The oversight was supposed to expire November 12, 2007, but the court was not entirely satisfied with Microsoft's progress, so it decided to meet again to evaluate a possible extension to oversight if Microsoft was found not to be fully complying.
The decision reached by the federal court, presided by Judge Colleen Kollar-Kotelly, was that Microsoft, while making significant steps to comply, seriously fell short of compliance in releasing information on its protocols to its competitors.
The result is that Microsoft will have to endure two more years of monitoring from federal agents (expiring November 12, 2009) assuming the company behaves. Judge Kollar-Kotelly said she made the final decision based on "the extreme and unforeseen delay in the availability of complete, accurate, and useable technical documentation relating to the communications protocols that Microsoft is required to make available to licensees under Section III.E of the Final Judgments."
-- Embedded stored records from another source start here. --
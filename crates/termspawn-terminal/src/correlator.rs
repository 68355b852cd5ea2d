//! Spawn correlation.
//!
//! A spawn backend reports completion through a [`Trampoline`] that carries
//! nothing but a [`SpawnToken`]. The [`Correlator`] hands out those tokens and
//! maps each back to the completion callback registered for it.
//!
//! Tokens are unique among pending spawns only. Once a spawn resolves its token
//! may be handed out again.

use std::collections::HashMap;
use std::sync::{Arc, Mutex, MutexGuard, PoisonError};
use std::time::{Duration, Instant};

use tracing::{debug, warn};

use termspawn_core::{Error, RawToken, Result, SpawnToken};

/// Callback invoked once with `(process id, failure)` when a spawn completes.
pub type Completion = Box<dyn FnOnce(Option<u32>, Option<Error>) + Send + 'static>;

/// One in-flight spawn awaiting its completion.
struct PendingSpawn {
    completion: Completion,
    label: String,
    registered_at: Instant,
}

/// Diagnostic view of a pending spawn.
#[derive(Debug, Clone, PartialEq, Eq)]
pub struct PendingInfo {
    /// Token held by the spawn
    pub token: SpawnToken,
    /// Command description given at registration
    pub label: String,
    /// Time since registration
    pub age: Duration,
}

/// Maps spawn tokens to completion callbacks.
///
/// All access to the map goes through one mutex, which is never held while a
/// completion runs. A completion may therefore register new spawns on the same
/// correlator.
pub struct Correlator {
    pending: Mutex<HashMap<RawToken, PendingSpawn>>,
    max_token: RawToken,
}

impl std::fmt::Debug for Correlator {
    fn fmt(&self, f: &mut std::fmt::Formatter<'_>) -> std::fmt::Result {
        f.debug_struct("Correlator")
            .field("max_token", &self.max_token)
            .field("pending", &self.pending_count())
            .finish()
    }
}

impl Correlator {
    /// Create a correlator using the whole token space.
    pub fn new() -> Self {
        Self::with_max_token(RawToken::MAX)
    }

    /// Create a correlator handing out tokens in `1..=max_token`.
    pub fn with_max_token(max_token: RawToken) -> Self {
        Self {
            pending: Mutex::new(HashMap::new()),
            max_token,
        }
    }

    /// Number of usable tokens.
    pub fn capacity(&self) -> RawToken {
        self.max_token
    }

    // Completions run outside the lock, so a panic there cannot leave the map
    // half-updated. Recovering from poisoning is safe.
    fn lock(&self) -> MutexGuard<'_, HashMap<RawToken, PendingSpawn>> {
        self.pending.lock().unwrap_or_else(PoisonError::into_inner)
    }

    /// Register a completion and return the token that will resolve it.
    ///
    /// Scans upward from 1 for the first token not held by a pending spawn.
    /// Fails with [`Error::TokenSpaceExhausted`] when every token is taken, in
    /// which case nothing is stored.
    pub fn register<F>(&self, label: impl Into<String>, completion: F) -> Result<SpawnToken>
    where
        F: FnOnce(Option<u32>, Option<Error>) + Send + 'static,
    {
        self.register_boxed(label.into(), Box::new(completion))
    }

    /// [`register`](Self::register) for an already boxed completion.
    pub fn register_boxed(&self, label: String, completion: Completion) -> Result<SpawnToken> {
        let mut pending = self.lock();

        if pending.len() as u64 >= u64::from(self.max_token) {
            warn!(
                "Spawn token space exhausted: {} pending, label='{}'",
                pending.len(),
                label
            );
            return Err(Error::TokenSpaceExhausted {
                capacity: self.max_token,
            });
        }

        let raw = (1..=self.max_token)
            .find(|candidate| !pending.contains_key(candidate))
            .ok_or(Error::TokenSpaceExhausted {
                capacity: self.max_token,
            })?;

        pending.insert(
            raw,
            PendingSpawn {
                completion,
                label,
                registered_at: Instant::now(),
            },
        );
        debug!("Registered spawn token #{} ({} pending)", raw, pending.len());

        Ok(SpawnToken::from_raw(raw))
    }

    /// Resolve a token, invoking its completion with `(pid, failure)`.
    ///
    /// Returns `false` without side effects when the token is zero, was never
    /// issued, or has already been resolved.
    pub fn resolve(&self, token: SpawnToken, pid: Option<u32>, failure: Option<Error>) -> bool {
        if token.is_none() {
            debug!("Ignoring completion for the zero token");
            return false;
        }

        let entry = self.lock().remove(&token.raw());

        match entry {
            Some(spawn) => {
                debug!(
                    "Resolving spawn token {} ('{}') after {:?}: pid={:?}, failed={}",
                    token,
                    spawn.label,
                    spawn.registered_at.elapsed(),
                    pid,
                    failure.is_some()
                );
                (spawn.completion)(pid, failure);
                true
            }
            None => {
                warn!(
                    "Completion for unknown or already resolved spawn token {}",
                    token
                );
                false
            }
        }
    }

    /// Handle a spawn backend uses to report completion.
    pub fn trampoline(self: &Arc<Self>) -> Trampoline {
        Trampoline {
            correlator: Arc::clone(self),
        }
    }

    /// Number of spawns awaiting completion.
    pub fn pending_count(&self) -> usize {
        self.lock().len()
    }

    /// Whether a token is currently held by a pending spawn.
    pub fn is_pending(&self, token: SpawnToken) -> bool {
        self.lock().contains_key(&token.raw())
    }

    /// Snapshot of pending spawns, oldest first.
    pub fn pending(&self) -> Vec<PendingInfo> {
        let mut infos: Vec<PendingInfo> = self
            .lock()
            .iter()
            .map(|(raw, spawn)| PendingInfo {
                token: SpawnToken::from_raw(*raw),
                label: spawn.label.clone(),
                age: spawn.registered_at.elapsed(),
            })
            .collect();
        infos.sort_by(|a, b| b.age.cmp(&a.age).then(a.token.cmp(&b.token)));
        infos
    }
}

impl Default for Correlator {
    fn default() -> Self {
        Self::new()
    }
}

impl Drop for Correlator {
    fn drop(&mut self) {
        let pending = self
            .pending
            .get_mut()
            .unwrap_or_else(PoisonError::into_inner);
        for (raw, spawn) in pending.iter() {
            warn!(
                "Spawn token #{} ('{}') never completed; dropped after {:?}",
                raw,
                spawn.label,
                spawn.registered_at.elapsed()
            );
        }
    }
}

/// Completion entry point handed to spawn backends.
///
/// Carries only a reference to the correlator; the token travels alongside.
#[derive(Debug, Clone)]
pub struct Trampoline {
    correlator: Arc<Correlator>,
}

impl Trampoline {
    /// Report the outcome of the spawn identified by `token`.
    ///
    /// May be called from any thread. Calls for a zero or stale token are
    /// absorbed.
    pub fn fire(&self, token: SpawnToken, pid: Option<u32>, failure: Option<Error>) {
        self.correlator.resolve(token, pid, failure);
    }

    /// [`fire`](Self::fire) with a raw slot value.
    pub fn fire_raw(&self, raw: RawToken, pid: Option<u32>, failure: Option<Error>) {
        self.fire(SpawnToken::from_raw(raw), pid, failure);
    }
}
Seven states -- California, Connecticut, Iowa, Kansas, Minnesota and Massachusetts, and the District of Columbia -- pushed hard to extend the oversight five more years, claiming Microsoft still operates like a monopoly.
The extension stems from the fact that section III.E of the final 2002 judgment required Microsoft to release quality technical documentation on its interfaces and protocols. This documentation was expected to be released by February 2003. But 2003 came and went with no signs of any significant effort to produce documentation.
Judge Kollar-Kotelly explains, "More than five years later, the technical documentation is still not available to licensees in a complete, useable, and certifiably accurate form, despite the fact that III.E was intended to be the ‘most forward-looking provision’ in the Court’s remedy."
Though acknowledging that this documentation would be time intensive to produce, she blasted Microsoft, saying it was fully culpable for "this inexcusable delay ... Practically speaking, Microsoft has never complied with § III.E" she concluded.
She did note signs of progress towards producing the required documentation, but said they were too little, too late, and thus was compelled to renew the oversight. She reminded observers not to view the extended oversight as sanctions, but rather, "a means to allow the respective provisions of the Final Judgments the opportunity to operate together towards maximizing Section III.E’s pro-competitive potential."
Microsoft's Brad Smith, its senior vice president and general counsel, tried to put a cheery face on the glum news for his company stating that Microsoft was "gratified that the court recognized our extensive efforts to work cooperatively with the large number of government agencies involved. We built Windows Vista in compliance with these rules, and we will continue to adhere to the decree’s requirements," he stated.
Antitrust litigation, including a $180 million settlement with Iowa, continues to plague Microsoft. Still, Microsoft shows little signs of slowing down, continuing to expand its presence in the video game industry with the Xbox 360, and the portable music industry with its Zune player line.